Congress justifies delaying the JSF by pointing out that Lockheed is three months behind the revised schedule. Burbage says the delay is in manufacturing a through-deck bulkhead introduced when the redesign changed the way the wing mates to the fuselage. Machining the 150kg (300lb) bulkhead from a 2,300kg ingot exceeded the supplier's tooling capacity, but Lockheed and its supplier have invested in additional bulkhead machining and wing assembly tools and "plan to be back on track by half-way through SDD, and well before LRIP", he says.
Lockheed is working to convince Congress that the industrial infrastructure for JSF would be disrupted, driving up costs, if it cuts too deeply into LRIP. The crucial metric for the supply chain, says Burbage, is not the number of aircraft procured in each fiscal year, but the number of production starts in each calendar year. Under the current programme, production begins on 10 aircraft this year - "They are already in flow," says Burbage - 13 in 2007 and 17 in 2008. The big step in rate comes in 2009, when production starts on the 50 aircraft in LRIP 3.
Under the differing mark-ups of the FY07 budget prepared by Congressional committees, that 10/13/17 ramp could be reduced to 10/12/9 if LRIP is slowed, or 10/9/5 if it is delayed. There is "no way" the industrial infrastructure can ramp up from five starts in 2008 to 50 in 2009, says Burbage, explaining: "The best any manufacturing industry can do is step up rate by 2.5 times year-on-year." Slowing production in LRIP, rather than increasing it from the one-a-month rate reached at the end of SDD, will disrupt the supply chain and drive up costs, Lockheed says.
If cuts are inevitable, the company argues, then the least costly option is to keep production at one a month for the first two years of LRIP, which could be achieved with the procurement of four CTOLs in Lot 1, and six CTOLs and six STOVLs in Lot 2. Production could then be ramped up in Lot 3 to 15 CTOLs and 15 STOVLs, plus the USN's first six CVs, for a minimum of 36 aircraft.
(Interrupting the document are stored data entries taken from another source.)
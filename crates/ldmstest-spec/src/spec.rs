//! A resolved cluster spec with typed accessors.

use std::fs;
use std::path::Path;

use serde::Serialize;

use crate::error::{SpecError, SpecResult};
use crate::node::{Mapping, SpecNode};
use crate::resolver::resolve;
use crate::TEMPLATES_KEY;

/// A fully expanded and substituted spec tree.
#[derive(Debug, Clone, PartialEq, Serialize)]
#[serde(transparent)]
pub struct Spec {
    root: SpecNode,
}

impl Spec {
    /// Resolve a raw tree.
    pub fn resolve(raw: &SpecNode) -> SpecResult<Self> {
        Ok(Self { root: resolve(raw)? })
    }

    pub fn from_json_str(text: &str) -> SpecResult<Self> {
        Self::resolve(&SpecNode::from_json_str(text)?)
    }

    pub fn from_yaml_str(text: &str) -> SpecResult<Self> {
        Self::resolve(&SpecNode::from_yaml_str(text)?)
    }

    /// Load and resolve a spec file. `.yaml`/`.yml` files are read as YAML,
    /// anything else as JSON.
    pub fn from_path(path: impl AsRef<Path>) -> SpecResult<Self> {
        let path = path.as_ref();
        let text = fs::read_to_string(path).map_err(|e| SpecError::Read {
            path: path.to_path_buf(),
            message: e.to_string(),
        })?;
        match path.extension().and_then(|ext| ext.to_str()) {
            Some("yaml" | "yml") => Self::from_yaml_str(&text),
            _ => Self::from_json_str(&text),
        }
    }

    pub fn root(&self) -> &SpecNode {
        &self.root
    }

    pub fn into_inner(self) -> SpecNode {
        self.root
    }

    pub fn get(&self, key: &str) -> Option<&SpecNode> {
        self.root.get(key)
    }

    /// The cluster `name`, if the spec sets one.
    pub fn name(&self) -> Option<&str> {
        self.get("name").and_then(SpecNode::as_str)
    }

    /// The unresolved template registry as written.
    pub fn templates(&self) -> Option<&Mapping> {
        self.get(TEMPLATES_KEY).and_then(SpecNode::as_mapping)
    }

    /// Entries of the `nodes` sequence.
    pub fn nodes(&self) -> &[SpecNode] {
        self.get("nodes").and_then(SpecNode::as_sequence).unwrap_or(&[])
    }

    /// The node whose `hostname` is `hostname`.
    pub fn node(&self, hostname: &str) -> Option<&SpecNode> {
        self.nodes()
            .iter()
            .find(|node| node.get("hostname").and_then(SpecNode::as_str) == Some(hostname))
    }

    pub fn hostnames(&self) -> Vec<&str> {
        self.nodes()
            .iter()
            .filter_map(|node| node.get("hostname").and_then(SpecNode::as_str))
            .collect()
    }

    pub fn to_json_pretty(&self) -> SpecResult<String> {
        serde_json::to_string_pretty(&self.root).map_err(|e| SpecError::Parse(e.to_string()))
    }

    pub fn to_yaml(&self) -> SpecResult<String> {
        serde_yaml::to_string(&self.root).map_err(|e| SpecError::Parse(e.to_string()))
    }
}

impl AsRef<SpecNode> for Spec {
    fn as_ref(&self) -> &SpecNode {
        &self.root
    }
}
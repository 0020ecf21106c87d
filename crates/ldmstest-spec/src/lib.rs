//! Resolver for declarative cluster specs.
//!
//! A spec is a JSON/YAML tree with two reserved keys: a top-level
//! `"templates"` mapping of named mapping fragments, and `"!extends"` on any
//! mapping naming the template it inherits from. Resolution runs two passes:
//! expansion flattens every `!extends` chain (local keys win), then
//! substitution replaces `%NAME%` in strings with the nearest enclosing
//! scalar attribute called `NAME`.
//!
//! ```
//! use ldmstest_spec::{resolve, SpecNode};
//!
//! let raw = SpecNode::from_json_str(r#"{
//!     "templates": { "base": { "listen_port": 10000 } },
//!     "nodes": [ { "hostname": "node-1", "!extends": "base", "port": "%listen_port%" } ]
//! }"#).unwrap();
//!
//! let concrete = resolve(&raw).unwrap();
//! let node = &concrete["nodes"][0];
//! assert_eq!(node["port"].as_str(), Some("10000"));
//! ```

pub mod error;
pub mod node;
pub mod registry;
pub mod resolver;
pub mod scope;
pub mod spec;

pub use error::{SpecError, SpecResult};
pub use node::{Mapping, Scalar, SpecNode};
pub use registry::TemplateRegistry;
pub use resolver::{resolve, SpecResolver};
pub use scope::Scope;
pub use spec::Spec;

/// Reserved top-level key holding the template registry.
pub const TEMPLATES_KEY: &str = "templates";

/// Reserved mapping key naming the template to inherit from.
pub const EXTENDS_KEY: &str = "!extends";

/// Bound on nesting depth and on template chain length.
pub const MAX_DEPTH: usize = 64;
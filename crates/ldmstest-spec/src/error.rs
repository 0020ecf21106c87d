//! Resolver errors.

use std::path::PathBuf;

use ldmstest_common_core::{Classify, ErrorKind};
use thiserror::Error;

/// Errors raised while loading or resolving a spec.
///
/// `path` fields locate the offending node as `$.nodes[0].listen_port`.
#[derive(Debug, Clone, PartialEq, Error)]
pub enum SpecError {
    #[error("unsupported value at {path}: {found}")]
    UnsupportedNode { path: String, found: &'static str },

    #[error("expansion exceeding maximum depth ({max}) at {path}")]
    DepthExceeded { path: String, max: usize },

    #[error("template cycle: {}", chain.join(" -> "))]
    TemplateCycle { chain: Vec<String> },

    #[error("`{name}` template not found (referenced at {path})")]
    UnknownTemplate { name: String, path: String },

    #[error("undefined variable `%{name}%` at {path}")]
    UndefinedVariable { name: String, path: String },

    #[error("`!extends` at {path} must be a template name")]
    InvalidExtends { path: String },

    #[error("template `{name}` must be a mapping")]
    InvalidTemplate { name: String },

    #[error("failed to parse spec: {0}")]
    Parse(String),

    #[error("failed to read spec {}: {message}", path.display())]
    Read { path: PathBuf, message: String },
}

impl Classify for SpecError {
    fn kind(&self) -> ErrorKind {
        match self {
            SpecError::UnknownTemplate { .. } => ErrorKind::UnknownTemplate,
            SpecError::Read { .. } => ErrorKind::Io,
            _ => ErrorKind::MalformedSpec,
        }
    }
}

impl From<SpecError> for ldmstest_common_core::Error {
    fn from(err: SpecError) -> Self {
        ldmstest_common_core::Error::domain(err)
    }
}

/// Result alias for resolver operations.
pub type SpecResult<T> = std::result::Result<T, SpecError>;

/// `$.a` joined with `b` gives `$.a.b`.
pub(crate) fn key_path(parent: &str, key: &str) -> String {
    format!("{parent}.{key}")
}

/// `$.a` joined with index 3 gives `$.a[3]`.
pub(crate) fn index_path(parent: &str, index: usize) -> String {
    format!("{parent}[{index}]")
}

/// Path of the tree root.
pub(crate) const ROOT_PATH: &str = "$";
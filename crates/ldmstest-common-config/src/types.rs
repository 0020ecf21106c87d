//! Configuration types.

use std::fmt;
use std::path::{Path, PathBuf};
use std::str::FromStr;

use serde::{Deserialize, Serialize};
use thiserror::Error;

use crate::env::{vars, Environment};

/// Default port of the test automation (TADA) server.
pub const DEFAULT_TADA_PORT: u16 = 9862;

/// Errors from parsing address and mount arguments.
#[derive(Debug, Clone, PartialEq, Eq, Error)]
pub enum ArgError {
    #[error("bad address format: {0}")]
    BadAddress(String),

    #[error("bad mount format: {0} (expected SRC:DST[:MODE])")]
    BadMount(String),

    #[error("bad mount mode `{0}` (expected ro or rw)")]
    BadMountMode(String),
}

/// Root configuration of a cluster test run.
#[derive(Debug, Clone, Serialize, Deserialize)]
#[serde(default)]
pub struct HarnessConfig {
    /// Virtual cluster name; derived from user, test and commit when unset.
    pub clustername: Option<String>,
    /// User running the test.
    pub user: String,
    /// OVIS installation on the host, mounted at `/opt/ovis` in containers.
    pub prefix: PathBuf,
    /// OVIS source tree (for gdb); not mounted when unset.
    pub src: Option<PathBuf>,
    /// Host directory for test databases.
    pub data_root: Option<PathBuf>,
    /// Test automation server.
    pub tada_addr: TadaAddr,
    /// Debug mode flag.
    pub debug: bool,
    /// Additional mount points for every container.
    pub mounts: Vec<MountSpec>,
    /// Container image used when the cluster spec does not name one.
    pub image: String,
}

impl Default for HarnessConfig {
    fn default() -> Self {
        Self {
            clustername: None,
            user: Environment::get_or(vars::USER, "root"),
            prefix: PathBuf::from(crate::ovis::DEFAULT_PREFIX),
            src: None,
            data_root: None,
            tada_addr: TadaAddr::default(),
            debug: false,
            mounts: Vec::new(),
            image: "ovis-centos-build".to_string(),
        }
    }
}

impl HarnessConfig {
    /// Cluster name: the configured one, or `{user}-{test}-{commit:.7}`.
    pub fn cluster_name(&self, test_name: &str, commit_id: &str) -> String {
        if let Some(name) = &self.clustername {
            return name.clone();
        }
        let test = test_name
            .strip_suffix(".py")
            .or_else(|| test_name.strip_suffix(".rs"))
            .unwrap_or(test_name);
        let commit: String = commit_id.chars().take(7).collect();
        format!("{}-{}-{}", self.user, test, commit)
    }

    /// Data root: the configured one, or `/home/{user}/db/{clustername}`.
    pub fn data_root_or_default(&self, clustername: &str) -> PathBuf {
        match &self.data_root {
            Some(root) => root.clone(),
            None => Path::new("/home")
                .join(&self.user)
                .join("db")
                .join(clustername),
        }
    }
}

/// `host:port` address of the test automation server.
#[derive(Debug, Clone, PartialEq, Eq, Serialize, Deserialize)]
#[serde(try_from = "String", into = "String")]
pub struct TadaAddr {
    pub host: String,
    pub port: u16,
}

impl Default for TadaAddr {
    fn default() -> Self {
        Self {
            host: "tada-host".to_string(),
            port: DEFAULT_TADA_PORT,
        }
    }
}

impl FromStr for TadaAddr {
    type Err = ArgError;

    /// Accepts `host` or `host:port`; the port defaults to 9862.
    fn from_str(s: &str) -> Result<Self, Self::Err> {
        let bad = || ArgError::BadAddress(s.to_string());
        let (host, port) = match s.split_once(':') {
            Some((host, port)) => {
                if port.is_empty() || !port.bytes().all(|b| b.is_ascii_digit()) {
                    return Err(bad());
                }
                (host, port.parse().map_err(|_| bad())?)
            }
            None => (s, DEFAULT_TADA_PORT),
        };
        if host.is_empty() {
            return Err(bad());
        }
        Ok(Self {
            host: host.to_string(),
            port,
        })
    }
}

impl TryFrom<String> for TadaAddr {
    type Error = ArgError;

    fn try_from(value: String) -> Result<Self, Self::Error> {
        value.parse()
    }
}

impl From<TadaAddr> for String {
    fn from(addr: TadaAddr) -> Self {
        addr.to_string()
    }
}

impl fmt::Display for TadaAddr {
    fn fmt(&self, f: &mut fmt::Formatter<'_>) -> fmt::Result {
        write!(f, "{}:{}", self.host, self.port)
    }
}

/// Access mode of a bind mount.
#[derive(Debug, Clone, Copy, Default, PartialEq, Eq)]
pub enum MountMode {
    #[default]
    ReadWrite,
    ReadOnly,
}

impl MountMode {
    pub fn as_str(&self) -> &'static str {
        match self {
            MountMode::ReadWrite => "rw",
            MountMode::ReadOnly => "ro",
        }
    }
}

/// A `SRC:DST[:MODE]` bind mount from the host into every container.
#[derive(Debug, Clone, PartialEq, Eq, Serialize, Deserialize)]
#[serde(try_from = "String", into = "String")]
pub struct MountSpec {
    /// Path on the host.
    pub src: PathBuf,
    /// Path in the container.
    pub dst: PathBuf,
    pub mode: MountMode,
}

impl FromStr for MountSpec {
    type Err = ArgError;

    fn from_str(s: &str) -> Result<Self, Self::Err> {
        let parts: Vec<&str> = s.split(':').collect();
        let (src, dst, mode) = match parts.as_slice() {
            [src, dst] => (*src, *dst, MountMode::ReadWrite),
            [src, dst, "rw"] => (*src, *dst, MountMode::ReadWrite),
            [src, dst, "ro"] => (*src, *dst, MountMode::ReadOnly),
            [_, _, other] => return Err(ArgError::BadMountMode(other.to_string())),
            _ => return Err(ArgError::BadMount(s.to_string())),
        };
        if src.is_empty() || dst.is_empty() {
            return Err(ArgError::BadMount(s.to_string()));
        }
        Ok(Self {
            src: PathBuf::from(src),
            dst: PathBuf::from(dst),
            mode,
        })
    }
}

impl TryFrom<String> for MountSpec {
    type Error = ArgError;

    fn try_from(value: String) -> Result<Self, Self::Error> {
        value.parse()
    }
}

impl From<MountSpec> for String {
    fn from(mount: MountSpec) -> Self {
        mount.to_string()
    }
}

impl fmt::Display for MountSpec {
    fn fmt(&self, f: &mut fmt::Formatter<'_>) -> fmt::Result {
        write!(
            f,
            "{}:{}:{}",
            self.src.display(),
            self.dst.display(),
            self.mode.as_str()
        )
    }
}

#[cfg(test)]
mod tests {
    use super::*;
    use test_case::test_case;

    #[test_case("tada-host", "tada-host:9862" ; "default port")]
    #[test_case("10.0.0.1:4000", "10.0.0.1:4000" ; "explicit port")]
    fn test_tada_addr_parse(input: &str, expected: &str) {
        let addr: TadaAddr = input.parse().unwrap();
        assert_eq!(addr.to_string(), expected);
    }

    #[test_case("" ; "empty")]
    #[test_case(":9000" ; "no host")]
    #[test_case("host:" ; "empty port")]
    #[test_case("host:http" ; "named port")]
    #[test_case("host:99999" ; "port out of range")]
    fn test_tada_addr_rejects(input: &str) {
        assert!(input.parse::<TadaAddr>().is_err());
    }

    #[test]
    fn test_mount_spec_parse() {
        let m: MountSpec = "/mnt/abc:/home:ro".parse().unwrap();
        assert_eq!(m.src, PathBuf::from("/mnt/abc"));
        assert_eq!(m.dst, PathBuf::from("/home"));
        assert_eq!(m.mode, MountMode::ReadOnly);

        let m: MountSpec = "/a:/b".parse().unwrap();
        assert_eq!(m.mode, MountMode::ReadWrite);
        assert_eq!(m.to_string(), "/a:/b:rw");
    }

    #[test]
    fn test_mount_spec_rejects() {
        assert_eq!(
            "/a:/b:rx".parse::<MountSpec>(),
            Err(ArgError::BadMountMode("rx".into()))
        );
        assert!("/only-one".parse::<MountSpec>().is_err());
        assert!("/a:/b:ro:extra".parse::<MountSpec>().is_err());
    }

    #[test]
    fn test_cluster_name_derivation() {
        let config = HarnessConfig {
            user: "bob".into(),
            ..Default::default()
        };
        assert_eq!(
            config.cluster_name("agg_test.py", "0123456789abcdef"),
            "bob-agg_test-0123456"
        );
        assert_eq!(config.cluster_name("smoke", "NONE"), "bob-smoke-NONE");

        let named = HarnessConfig {
            clustername: Some("fixed".into()),
            ..config
        };
        assert_eq!(named.cluster_name("smoke", "NONE"), "fixed");
    }

    #[test]
    fn test_data_root_default() {
        let config = HarnessConfig {
            user: "bob".into(),
            ..Default::default()
        };
        assert_eq!(
            config.data_root_or_default("c1"),
            PathBuf::from("/home/bob/db/c1")
        );
    }
}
This would reduce production over the first three years by 19 aircraft to 52, to which would be added any initial F-35s for international customers.
The potential for disruption to JSF production comes as the programme's eight international partners - Australia, Canada, Denmark, Italy, the Netherlands, Norway, Turkey and the UK - go through the national approval processes needed to participate in the production, sustainment and follow-on development phase. The window for signing a multinational memorandum of understanding is from 1 November-31 December.